=== Begin Enclosure ===
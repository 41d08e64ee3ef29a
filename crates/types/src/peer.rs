//! Peer identifiers and protocol features.

use serde::{Deserialize, Serialize};
use std::fmt;

/// Identifier of a connected peer, usually its socket address.
#[derive(Clone, PartialEq, Eq, Hash, PartialOrd, Ord, Serialize, Deserialize)]
pub struct PeerId(String);

impl PeerId {
    /// Wrap an identifier.
    pub fn new(id: impl Into<String>) -> Self {
        Self(id.into())
    }

    /// Identifier as a string slice.
    pub fn as_str(&self) -> &str {
        &self.0
    }
}

impl fmt::Debug for PeerId {
    fn fmt(&self, f: &mut fmt::Formatter<'_>) -> fmt::Result {
        write!(f, "PeerId({})", self.0)
    }
}

impl fmt::Display for PeerId {
    fn fmt(&self, f: &mut fmt::Formatter<'_>) -> fmt::Result {
        f.write_str(&self.0)
    }
}

impl From<&str> for PeerId {
    fn from(id: &str) -> Self {
        Self(id.to_string())
    }
}

impl From<String> for PeerId {
    fn from(id: String) -> Self {
        Self(id)
    }
}

/// A protocol feature that activates by on-chain voting.
#[derive(Clone, Copy, PartialEq, Eq, Hash, PartialOrd, Ord, Debug, Serialize, Deserialize)]
pub struct Feature(pub u16);

impl Feature {
    /// Block version 5: blocks are announced in protobuf encoding.
    pub const BLOCK_V5: Feature = Feature(15);
}

impl fmt::Display for Feature {
    fn fmt(&self, f: &mut fmt::Formatter<'_>) -> fmt::Result {
        write!(f, "feature-{}", self.0)
    }
}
=== End Enclosure ===
Some lines in the data above hold the string "impl". Find and copy each of them.

-- ANSWER TO THE PROBLEM --
impl PeerId {
    pub fn new(id: impl Into<String>) -> Self {
impl fmt::Debug for PeerId {
impl fmt::Display for PeerId {
impl From<&str> for PeerId {
impl From<String> for PeerId {
impl Feature {
impl fmt::Display for Feature {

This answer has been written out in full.